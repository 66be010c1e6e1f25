use axum::{
    extract::{Path, State},
    http::StatusCode,
    response::IntoResponse,
    Extension, Json,
};
use std::sync::Arc;

use crate::{
    extractors::AppJson,
    middlewares::auth::{JwtClaims, JwtService},
    models::problem::{GenerateProblemRequest, ProblemPayload},
    services::{
        auth_service::AuthService, problem_generator, problem_service::ProblemService, AppState,
    },
};

/// Operation served when the request does not name one
const DEFAULT_OPERATION: &str = "addition";

/// POST /api/v1/problems - Generate a new problem for the current user
pub async fn generate_problem(
    State(state): State<Arc<AppState>>,
    Extension(claims): Extension<JwtClaims>,
    AppJson(req): AppJson<GenerateProblemRequest>,
) -> Result<impl IntoResponse, (StatusCode, String)> {
    let user_id = claims
        .sub
        .parse::<i64>()
        .map_err(|_| (StatusCode::UNAUTHORIZED, "Invalid token subject".to_string()))?;

    // Difficulty defaults to the band matching the user's stored level
    let difficulty = match req.difficulty {
        Some(difficulty) => difficulty,
        None => {
            let jwt_service = JwtService::new(&state.config.jwt_secret);
            let auth = AuthService::new(state.db.clone(), jwt_service);
            let user = auth.get_user_by_id(user_id).await.map_err(|e| {
                tracing::error!("Failed to load user {}: {}", user_id, e);
                let msg = e.to_string();
                if msg.contains("User not found") {
                    (StatusCode::NOT_FOUND, msg)
                } else {
                    (StatusCode::INTERNAL_SERVER_ERROR, msg)
                }
            })?;
            user.level.default_difficulty().as_str().to_string()
        }
    };

    let operation = req
        .operation
        .unwrap_or_else(|| DEFAULT_OPERATION.to_string());

    let generated = problem_generator::generate(&operation, &difficulty)
        .map_err(|e| (StatusCode::BAD_REQUEST, e.to_string()))?;

    let service = ProblemService::new(state.db.clone());

    match service.create(generated).await {
        Ok(problem) => Ok((StatusCode::CREATED, Json(ProblemPayload::from(problem)))),
        Err(e) => {
            tracing::error!("Failed to store problem: {}", e);
            Err((StatusCode::INTERNAL_SERVER_ERROR, e.to_string()))
        }
    }
}

/// GET /api/v1/problems/{id} - Fetch a stored problem
pub async fn get_problem(
    State(state): State<Arc<AppState>>,
    Path(problem_id): Path<i64>,
) -> Result<impl IntoResponse, (StatusCode, String)> {
    let service = ProblemService::new(state.db.clone());

    match service.get_by_id(problem_id).await {
        Ok(problem) => Ok(Json(ProblemPayload::from(problem))),
        Err(e) => {
            let msg = e.to_string();
            if msg.contains("Problem not found") {
                Err((StatusCode::NOT_FOUND, msg))
            } else {
                tracing::error!("Failed to load problem {}: {}", problem_id, msg);
                Err((StatusCode::INTERNAL_SERVER_ERROR, msg))
            }
        }
    }
}
pub mod problem;
pub mod progress;
pub mod user;
use chrono::{DateTime, Utc};
use serde::{Deserialize, Serialize};
use validator::Validate;

use crate::models::user::UserLevel;

/// One graded attempt from the "progress" table
#[derive(Debug, Clone, Serialize, sqlx::FromRow)]
pub struct ProgressEntry {
    pub id: i64,
    pub user_id: i64,
    pub problem_id: i64,
    pub user_answer: f64,
    pub is_correct: bool,
    pub time_taken: Option<f64>,
    pub attempted_at: DateTime<Utc>,
}

/// Request to submit an answer for a stored problem
#[derive(Debug, Deserialize, Validate)]
pub struct SubmitAnswerRequest {
    pub problem_id: i64,

    pub user_answer: f64,

    /// Seconds the client spent on the problem, if it measured them
    #[validate(range(min = 0.0, message = "time_taken must be non-negative"))]
    pub time_taken: Option<f64>,
}

/// Outcome of grading one submission
#[derive(Debug, Serialize)]
pub struct SubmitAnswerResponse {
    pub is_correct: bool,
    pub correct_answer: f64,
    pub new_level: UserLevel,
}

/// Aggregate statistics over a user's full attempt history
#[derive(Debug, Serialize)]
pub struct UserStats {
    pub total_attempts: i64,
    pub correct_attempts: i64,
    pub success_rate: f64,
    pub current_level: UserLevel,
}
use crate::config::Config;
use sqlx::SqlitePool;

pub struct AppState {
    pub config: Config,
    pub db: SqlitePool,
}

impl AppState {
    pub fn new(config: Config, db: SqlitePool) -> Self {
        Self { config, db }
    }
}

pub mod adaptive;
pub mod auth_service;
pub mod problem_generator;
pub mod problem_service;
pub mod progress_service;
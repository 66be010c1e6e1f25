use chrono::{DateTime, Utc};
use serde::{Deserialize, Serialize};
use validator::Validate;

use crate::models::problem::Difficulty;

/// User account row from the "users" table
#[derive(Debug, Clone, sqlx::FromRow)]
pub struct User {
    pub id: i64,
    pub username: String,
    pub email: String,
    pub password_hash: String,
    pub level: UserLevel,
    pub created_at: DateTime<Utc>,
}

/// Proficiency level tracked per user. Distinct from [`Difficulty`]:
/// levels describe the learner, difficulties describe a problem.
#[derive(Debug, Clone, Copy, Serialize, Deserialize, PartialEq, Eq, Default, sqlx::Type)]
#[serde(rename_all = "lowercase")]
#[sqlx(type_name = "TEXT", rename_all = "lowercase")]
pub enum UserLevel {
    #[default]
    Beginner,
    Intermediate,
    Advanced,
}

impl UserLevel {
    pub fn as_str(&self) -> &str {
        match self {
            UserLevel::Beginner => "beginner",
            UserLevel::Intermediate => "intermediate",
            UserLevel::Advanced => "advanced",
        }
    }

    /// Next level up, saturating at the top.
    pub fn promote(self) -> UserLevel {
        match self {
            UserLevel::Beginner => UserLevel::Intermediate,
            UserLevel::Intermediate => UserLevel::Advanced,
            UserLevel::Advanced => UserLevel::Advanced,
        }
    }

    /// Next level down, saturating at the bottom.
    pub fn demote(self) -> UserLevel {
        match self {
            UserLevel::Advanced => UserLevel::Intermediate,
            UserLevel::Intermediate => UserLevel::Beginner,
            UserLevel::Beginner => UserLevel::Beginner,
        }
    }

    /// Problem difficulty served to a user of this level when the
    /// request does not name one explicitly.
    pub fn default_difficulty(self) -> Difficulty {
        match self {
            UserLevel::Beginner => Difficulty::Easy,
            UserLevel::Intermediate => Difficulty::Medium,
            UserLevel::Advanced => Difficulty::Hard,
        }
    }
}

/// User profile returned to client (without sensitive data)
#[derive(Debug, Serialize)]
pub struct UserProfile {
    pub id: i64,
    pub username: String,
    pub email: String,
    pub level: UserLevel,
    pub created_at: DateTime<Utc>,
}

impl From<User> for UserProfile {
    fn from(user: User) -> Self {
        UserProfile {
            id: user.id,
            username: user.username,
            email: user.email,
            level: user.level,
            created_at: user.created_at,
        }
    }
}

/// Request to register a new user
#[derive(Debug, Deserialize, Validate)]
pub struct RegisterRequest {
    #[validate(length(
        min = 3,
        max = 80,
        message = "Username must be between 3 and 80 characters"
    ))]
    pub username: String,

    #[validate(email(message = "Invalid email format"))]
    pub email: String,

    #[validate(length(min = 8, message = "Password must be at least 8 characters"))]
    pub password: String,
}

/// Request to login
#[derive(Debug, Deserialize, Validate)]
pub struct LoginRequest {
    #[validate(length(min = 1, message = "Username is required"))]
    pub username: String,

    pub password: String,
}

/// Response after successful login or registration
#[derive(Debug, Serialize)]
pub struct AuthResponse {
    pub access_token: String,
    pub user: UserProfile,
}

/// Request to update the authenticated user's profile
#[derive(Debug, Deserialize)]
pub struct UpdateProfileRequest {
    pub level: Option<UserLevel>,
}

▶ What you should do
Please reproduce the lines from the line with "pub mod user;" to the line with "Proficiency level tracked", both ends included, exactly as they appear above.

▶ Answer section
pub mod user;
use chrono::{DateTime, Utc};
use serde::{Deserialize, Serialize};
use validator::Validate;

use crate::models::user::UserLevel;

/// One graded attempt from the "progress" table
#[derive(Debug, Clone, Serialize, sqlx::FromRow)]
pub struct ProgressEntry {
    pub id: i64,
    pub user_id: i64,
    pub problem_id: i64,
    pub user_answer: f64,
    pub is_correct: bool,
    pub time_taken: Option<f64>,
    pub attempted_at: DateTime<Utc>,
}

/// Request to submit an answer for a stored problem
#[derive(Debug, Deserialize, Validate)]
pub struct SubmitAnswerRequest {
    pub problem_id: i64,

    pub user_answer: f64,

    /// Seconds the client spent on the problem, if it measured them
    #[validate(range(min = 0.0, message = "time_taken must be non-negative"))]
    pub time_taken: Option<f64>,
}

/// Outcome of grading one submission
#[derive(Debug, Serialize)]
pub struct SubmitAnswerResponse {
    pub is_correct: bool,
    pub correct_answer: f64,
    pub new_level: UserLevel,
}

/// Aggregate statistics over a user's full attempt history
#[derive(Debug, Serialize)]
pub struct UserStats {
    pub total_attempts: i64,
    pub correct_attempts: i64,
    pub success_rate: f64,
    pub current_level: UserLevel,
}
use crate::config::Config;
use sqlx::SqlitePool;

pub struct AppState {
    pub config: Config,
    pub db: SqlitePool,
}

impl AppState {
    pub fn new(config: Config, db: SqlitePool) -> Self {
        Self { config, db }
    }
}

pub mod adaptive;
pub mod auth_service;
pub mod problem_generator;
pub mod problem_service;
pub mod progress_service;
repository 66be010c1e6e1f25
use chrono::{DateTime, Utc};
use serde::{Deserialize, Serialize};
use validator::Validate;

use crate::models::problem::Difficulty;

/// User account row from the "users" table
#[derive(Debug, Clone, sqlx::FromRow)]
pub struct User {
    pub id: i64,
    pub username: String,
    pub email: String,
    pub password_hash: String,
    pub level: UserLevel,
    pub created_at: DateTime<Utc>,
}

/// Proficiency level tracked per user. Distinct from [`Difficulty`]:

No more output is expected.